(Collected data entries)
________________

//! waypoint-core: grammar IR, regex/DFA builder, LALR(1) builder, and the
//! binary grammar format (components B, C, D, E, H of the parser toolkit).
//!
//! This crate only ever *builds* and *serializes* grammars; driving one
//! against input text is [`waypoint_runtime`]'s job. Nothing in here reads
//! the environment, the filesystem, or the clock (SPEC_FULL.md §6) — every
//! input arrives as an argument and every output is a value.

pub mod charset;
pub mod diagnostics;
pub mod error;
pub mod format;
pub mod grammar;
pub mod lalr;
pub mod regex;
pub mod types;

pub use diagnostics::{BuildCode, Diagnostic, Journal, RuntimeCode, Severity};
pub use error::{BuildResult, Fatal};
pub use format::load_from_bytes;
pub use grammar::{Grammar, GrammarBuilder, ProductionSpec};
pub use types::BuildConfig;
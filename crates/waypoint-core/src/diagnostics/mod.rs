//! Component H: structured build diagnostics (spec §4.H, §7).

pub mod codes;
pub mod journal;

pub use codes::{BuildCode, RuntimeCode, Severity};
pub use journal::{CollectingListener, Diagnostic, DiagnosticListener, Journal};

________________

• EXERCISE BRIEF: Transcribe each line of the data above, unaltered, from the one where "pub mod regex;" appears to the one where "pub use types::BuildConfig;" appears, inclusive of both.

• WORKED SOLUTION:
pub mod regex;
pub mod types;

pub use diagnostics::{BuildCode, Diagnostic, Journal, RuntimeCode, Severity};
pub use error::{BuildResult, Fatal};
pub use format::load_from_bytes;
pub use grammar::{Grammar, GrammarBuilder, ProductionSpec};
pub use types::BuildConfig;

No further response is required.